Ci sembra così opportuno analizzare brevemente almeno alcuni aspetti di questa discussione, con riferimento anche ai suoi precedenti temporali, facendo riferimento a diversi articoli apparsi di recente sulla stampa internazionale.
I titoli verdi
La cosiddetta “finanza verde” non cessa di crescere come dimensioni ogni giorno e a vedere aumentare anche lo spazio dedicatole nei giornali. Ricordiamo che con l’espressione “finanza verde” si fa normalmente riferimento all’emissione di titoli cosiddetti ESG (Envirnmental, Social, Governance), che rispettano cioè i criteri ambientali, sociali e di cosiddetta buona governance.
Secondo una fonte, la Global Sustainable Investment Alliance, gli attivi classificati come sostenibili rappresentavano già alla fine del 2019 35.000 miliardi di dollari nel mondo sviluppato, cioè il 36% di tutti i fondi gestiti professionalmente. Ma mentre l’emissione di tali titoli cresceva in maniera esponenziale, crescevano anche le emissioni inquinanti (Albert, Chocron, 2021).
In effetti, bisogna intanto ricordare che, per quanto un progetto sia sporco, si trova sempre sul mercato qualcuno pronto ad investirvi; se una qualche istituzione finanziaria lo abbandona per ragioni ecologiche, qualcun altro, se si prevede un ritorno adeguato, lo sposerà. Ci sono ancora molti soldi da fare, in effetti, con i progetti nelle energie fossili (Albert, Chocron, 2021).
Gli attori dei mercati finanziari sono lì per guadagnare e investiranno nella finanza verde soltanto se darà rendimenti almeno pari a quelli della finanza non verde (Albert, Chocron, 2021).

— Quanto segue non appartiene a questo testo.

//! URL references and the working-directory resolver.
//!
//! Config files name kernels, initrds and includes either as full URLs
//! (`tftp://10.0.0.1/vmlinuz`) or as bare paths (`../vmlinuz`). A bare path
//! has no scheme, which a strict URL type cannot hold, so references are
//! parsed into the loose [`Url`] below and rebased with [`resolve`].
//!
//! Parses references in the format: `[scheme:][//[user@]host][path][?query][#fragment]`

use std::fmt;
use std::path::Path;

use super::config;
use super::error::{Result, SyslinuxError, UrlError};

/// Parsed URL reference. Every component may be empty.
#[derive(Debug, Clone, Default, PartialEq, Eq)]
pub struct Url {
    /// Lower-cased scheme, empty for relative references.
    pub scheme: String,
    /// Optional userinfo (without trailing '@').
    pub user: Option<String>,
    /// Host with optional port.
    pub host: String,
    /// Percent-decoded path.
    pub path: String,
    /// Optional query string (without leading '?').
    pub query: Option<String>,
    /// Optional fragment (without leading '#').
    pub fragment: Option<String>,
}

impl Url {
    /// Parse a URL reference.
    ///
    /// # Errors
    ///
    /// Returns a [`UrlError`] if:
    /// - The reference contains an ASCII control character
    /// - It starts with ':'
    /// - It is relative and its first path segment contains ':'
    /// - A percent escape is not followed by two hex digits
    /// - The port after the host is not numeric
    pub fn parse(raw: &str) -> std::result::Result<Self, UrlError> {
        if raw.bytes().any(|b| b < 0x20 || b == 0x7f) {
            return Err(UrlError::ControlCharacter);
        }

        let (rest, fragment) = match raw.split_once('#') {
            Some((rest, frag)) => (rest, Some(frag.to_string())),
            None => (raw, None),
        };

        let (scheme, rest) = split_scheme(rest)?;

        let (mut rest, query) = match rest.split_once('?') {
            Some((rest, q)) => (rest, Some(q.to_string())),
            None => (rest, None),
        };

        let mut url = Url {
            scheme: scheme.to_ascii_lowercase(),
            query,
            fragment,
            ..Default::default()
        };

        // Opaque form, e.g. `mailto:root`
        if !url.scheme.is_empty() && !rest.starts_with('/') {
            url.path = unescape(rest)?;
            return Ok(url);
        }

        if rest.starts_with("//") && (!url.scheme.is_empty() || !rest.starts_with("///")) {
            let authority_end = rest[2..].find('/').map_or(rest.len(), |idx| idx + 2);
            let authority = &rest[2..authority_end];
            rest = &rest[authority_end..];

            let (user, host) = match authority.rsplit_once('@') {
                Some((user, host)) => (Some(user.to_string()), host),
                None => (None, authority),
            };
            validate_port(host)?;
            url.user = user;
            url.host = unescape(host)?;
        } else if url.scheme.is_empty() {
            let first_segment = rest.split('/').next().unwrap_or_default();
            if first_segment.contains(':') {
                return Err(UrlError::ColonInFirstSegment);
            }
        }

        url.path = unescape(rest)?;
        Ok(url)
    }

    /// A `file` URL for a local path.
    pub fn file(path: &Path) -> Self {
        Url {
            scheme: config::schemes::FILE.to_string(),
            path: path.to_string_lossy().into_owned(),
            ..Default::default()
        }
    }

    /// The URL of the directory containing this one.
    pub fn parent(&self) -> Self {
        Url {
            path: parent_path(&self.path),
            query: None,
            fragment: None,
            ..self.clone()
        }
    }

    /// Whether the reference names a scheme.
    pub fn is_absolute(&self) -> bool {
        !self.scheme.is_empty()
    }
}

impl fmt::Display for Url {
    fn fmt(&self, f: &mut fmt::Formatter<'_>) -> fmt::Result {
        if !self.scheme.is_empty() {
            write!(f, "{}:", self.scheme)?;
        }

        let has_authority = !self.host.is_empty() || self.user.is_some();
        if has_authority || (!self.scheme.is_empty() && self.path.starts_with('/')) {
            f.write_str("//")?;
            if let Some(ref user) = self.user {
                write!(f, "{}@", user)?;
            }
            f.write_str(&self.host)?;
            if has_authority && !self.path.is_empty() && !self.path.starts_with('/') {
                f.write_str("/")?;
            }
        }

        f.write_str(&escape_path(&self.path))?;

        if let Some(ref query) = self.query {
            write!(f, "?{}", query)?;
        }
        if let Some(ref fragment) = self.fragment {
            write!(f, "#{}", fragment)?;
        }
        Ok(())
    }
}

/// Turn `reference` into an absolute URL using `wd` as the working directory.
///
/// References that name a scheme are returned unchanged. Otherwise the
/// scheme comes from `wd`; if the reference names no host either, the host
/// comes from `wd` too and the path is joined onto `wd`'s path.
pub fn resolve(reference: &str, wd: Option<&Url>) -> Result<Url> {
    let mut url = Url::parse(reference).map_err(|source| SyslinuxError::MalformedReference {
        reference: reference.to_string(),
        source,
    })?;

    if let Some(wd) = wd.filter(|_| !url.is_absolute()) {
        url.scheme = wd.scheme.clone();

        // No host means this was just a path.
        if url.host.is_empty() {
            url.host = wd.host.clone();
            url.path = join_paths(&wd.path, &clean_path(&url.path));
        }
    }
    Ok(url)
}

/// Lexically clean a slash-separated path.
///
/// Collapses repeated separators, drops `.` elements and folds `..` into the
/// preceding element. `..` at the root stays at the root. An empty result is `.`.
pub fn clean_path(path: &str) -> String {
    let rooted = path.starts_with('/');
    let mut parts: Vec<&str> = Vec::new();

    for segment in path.split('/') {
        match segment {
            "" | "." => {}
            ".." => match parts.last() {
                Some(&last) if last != ".." => {
                    parts.pop();
                }
                _ if !rooted => parts.push(".."),
                _ => {}
            },
            s => parts.push(s),
        }
    }

    let joined = parts.join("/");
    if rooted {
        format!("/{}", joined)
    } else if joined.is_empty() {
        ".".to_string()
    } else {
        joined
    }
}

/// Join path elements, skipping empty ones, and clean the result.
pub fn join_paths(base: &str, rel: &str) -> String {
    match (base.is_empty(), rel.is_empty()) {
        (true, true) => String::new(),
        (true, false) => clean_path(rel),
        (false, true) => clean_path(base),
        (false, false) => clean_path(&format!("{}/{}", base, rel)),
    }
}

/// Directory portion of a path, cleaned.
pub fn parent_path(path: &str) -> String {
    match path.rfind('/') {
        Some(idx) => clean_path(&path[..=idx]),
        None => ".".to_string(),
    }
}

fn split_scheme(raw: &str) -> std::result::Result<(&str, &str), UrlError> {
    for (idx, c) in raw.char_indices() {
        match c {
            'a'..='z' | 'A'..='Z' => {}
            '0'..='9' | '+' | '-' | '.' if idx > 0 => {}
            ':' if idx == 0 => return Err(UrlError::MissingScheme),
            ':' => return Ok((&raw[..idx], &raw[idx + 1..])),
            _ => break,
        }
    }
    Ok(("", raw))
}

fn validate_port(host: &str) -> std::result::Result<(), UrlError> {
    // IPv6 literals carry colons inside the brackets
    let tail = match host.strip_prefix('[') {
        Some(v6) => v6.find(']').map_or("", |end| &v6[end + 1..]),
        None => host.rfind(':').map_or("", |idx| &host[idx..]),
    };

    match tail.strip_prefix(':') {
        Some(port) if !port.bytes().all(|b| b.is_ascii_digit()) => {
            Err(UrlError::InvalidPort(port.to_string()))
        }
        _ => Ok(()),
    }
}

fn unescape(s: &str) -> std::result::Result<String, UrlError> {
    if !s.contains('%') {
        return Ok(s.to_string());
    }

    let bytes = s.as_bytes();
    let mut out = Vec::with_capacity(bytes.len());
    let mut idx = 0;
    while idx < bytes.len() {
        if bytes[idx] != b'%' {
            out.push(bytes[idx]);
            idx += 1;
            continue;
        }

        let escape: String = s[idx..].chars().take(3).collect();
        let hex = s
            .get(idx + 1..idx + 3)
            .filter(|h| h.bytes().all(|b| b.is_ascii_hexdigit()))
            .ok_or_else(|| UrlError::InvalidEscape(escape.clone()))?;
        out.push(u8::from_str_radix(hex, 16).map_err(|_| UrlError::InvalidEscape(escape))?);
        idx += 3;
    }
    Ok(String::from_utf8_lossy(&out).into_owned())
}

fn escape_path(path: &str) -> String {
    let mut out = String::with_capacity(path.len());
    for c in path.chars() {
        match c {
            '%' => out.push_str("%25"),
            ' ' => out.push_str("%20"),
            '?' => out.push_str("%3F"),
            '#' => out.push_str("%23"),
            c => out.push(c),
        }
    }
    out
}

Quindi, in sostanza, l’emissione di titoli verdi appare un esercizio per molti versi abbastanza vano, se non, forse, perché può aiutare ad accrescere la sensibilità verso i temi della crisi climatica.

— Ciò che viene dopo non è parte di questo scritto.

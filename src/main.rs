//! Bellows - Resolvedor de configs de boot do Redstone OS
//!
//! O fole que alimenta a forja.
//!
//! # Trocadilho
//! - Ignite (bootloader) = Acende a forja
//! - Bellows (config resolver) = Sopra o fogo
//! - Forge (kernel) = A forja
//! - Anvil (build tool) = A bigorna
//!
//! # Uso
//! ```bash
//! bellows probe /mnt/iso
//! bellows local /mnt/iso
//! bellows parse isolinux.cfg --wd file:///mnt/iso/isolinux --format toml
//! ```

use anyhow::Result;
use clap::{Parser, Subcommand};
use colored::*;
use std::path::PathBuf;
use tracing_subscriber::EnvFilter;

mod commands;

use commands::report::Format;

#[derive(Parser)]
#[command(name = "bellows")]
#[command(about = "🔥 Bellows - O fole que alimenta a forja do Redstone OS", long_about = None)]
#[command(version)]
struct Cli {
    #[command(subcommand)]
    command: Commands,

    /// Verbose output
    #[arg(short, long, global = true)]
    verbose: bool,

    /// Quiet mode
    #[arg(short, long, global = true)]
    quiet: bool,
}

#[derive(Subcommand)]
enum Commands {
    /// Lista os caminhos de config procurados num disco
    Probe {
        /// Raiz do disco montado (marca os que existem)
        dir: Option<PathBuf>,
    },

    /// Resolve a config syslinux/isolinux de um disco montado
    Local {
        /// Raiz do disco montado
        dir: PathBuf,

        /// Formato de saída
        #[arg(long, value_enum, default_value_t = Format::Text)]
        format: Format,
    },

    /// Resolve uma config syslinux a partir de uma URL ou caminho
    Parse {
        /// Config inicial (URL ou caminho relativo a --wd)
        reference: String,

        /// Diretório de trabalho (ex: tftp://10.0.0.1/pxe)
        #[arg(long)]
        wd: Option<String>,

        /// Formato de saída
        #[arg(long, value_enum, default_value_t = Format::Text)]
        format: Format,
    },
}

impl Commands {
    fn format(&self) -> Format {
        match self {
            Commands::Probe { .. } => Format::Text,
            Commands::Local { format, .. } | Commands::Parse { format, .. } => *format,
        }
    }
}

/// RUST_LOG wins; otherwise --verbose/--quiet pick the level
fn init_tracing(verbose: bool, quiet: bool) -> Result<()> {
    let level = if verbose {
        "debug"
    } else if quiet {
        "warn"
    } else {
        "info"
    };

    let env_filter = EnvFilter::try_from_default_env().or_else(|_| EnvFilter::try_new(level))?;
    tracing_subscriber::fmt()
        .with_env_filter(env_filter)
        .with_writer(std::io::stderr)
        .with_target(false)
        .init();
    Ok(())
}

fn main() -> Result<()> {
    let cli = Cli::parse();
    init_tracing(cli.verbose, cli.quiet)?;

    // Banner
    if !cli.quiet && cli.command.format() == Format::Text {
        println!(
            "{}",
            "🔥 Bellows - Resolvedor de configs de boot do Redstone OS"
                .bright_cyan()
                .bold()
        );
        println!("{}", "   O fole que alimenta a forja".bright_black());
        println!();
    }

    match cli.command {
        Commands::Probe { dir } => commands::probe::run(dir, cli.verbose)?,
        Commands::Local { dir, format } => commands::local::run(&dir, format, cli.verbose)?,
        Commands::Parse {
            reference,
            wd,
            format,
        } => commands::parse::run(&reference, wd.as_deref(), format, cli.verbose)?,
    }

    Ok(())
}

Ma la finanza sostenibile è veramente sostenibile, si chiede anche il governatore della Banca d’Italia, Ignazio Visco? E, un’altra faccia della stessa medaglia, quali sono le imprese che utilizzano di più i prodotti segnalati come ESG?, si chiede sempre Albert (Albert, 2021). Uno studio del britannico New Financial indica che nella UE il 47% dei fondi relativi sono utilizzati dalle compagnie petrolifere e minerarie; certo esse dichiarano di utilizzare i finanziamenti per progetti verdi, ma chissà cosa succede veramente; “i denari non hanno il collarino”, come ricordava il grande banchiere Raffaele Mattioli. E, d’altro canto, si tratta di operazioni che servono a crearsi un’immagine spesso falsa.
Così la francese Total, grande impresa petrolifera, ha promesso di emettere in futuro soltanto titoli verdi, il che significa che tali titoli serviranno a finanziare anche le attività di esplorazione petrolifera.
Mancano definizioni comunemente accettate per gli investimenti ESG, in presenza di possibili incertezze su come pesare proporzionalmente i criteri ambientali con quelli sociali e quelli relativi alla governance. Mancano standard comuni, una terminologia chiara, una classificazione accessibile dei vari prodotti finanziari, degli strumenti di controllo. Anche in tale quadro, gli investitori finali ben intenzionati potrebbero essere ingannati e trovarsi in difficoltà nell’orientarsi in un mondo molto confuso (Oliver, 2021).
Ora, la Commissione Europea si è lanciata da qualche tempo in un processo di classificazione per decidere quali titoli meritano l’etichetta ESG e quali no; il dibattito è molto complesso e le lobbies sono all’opera: bisogna includere il nucleare e il gas? e come mettere nello stesso paniere il verde, il sociale e la governance? (Albert, 2021).
La Cop26 ha generato Gfanz
E’ stata varata nell’aprile del 2021 anche in vista del COP26, quella che ha preso il nome di Glasgow Financial Alliance for Net Zero (GFANZ), raggruppamento cui partecipano 450 tra banche, assicurazioni, fondi di investimento, ecc.; insieme le imprese partecipanti controllano attività finanziarie per 130 trilioni di dollari. L’alleanza si propone come obiettivo quello di tagliare le emissioni inquinanti a zero per il 2050, con dei passaggi intermedi abbastanza precisi.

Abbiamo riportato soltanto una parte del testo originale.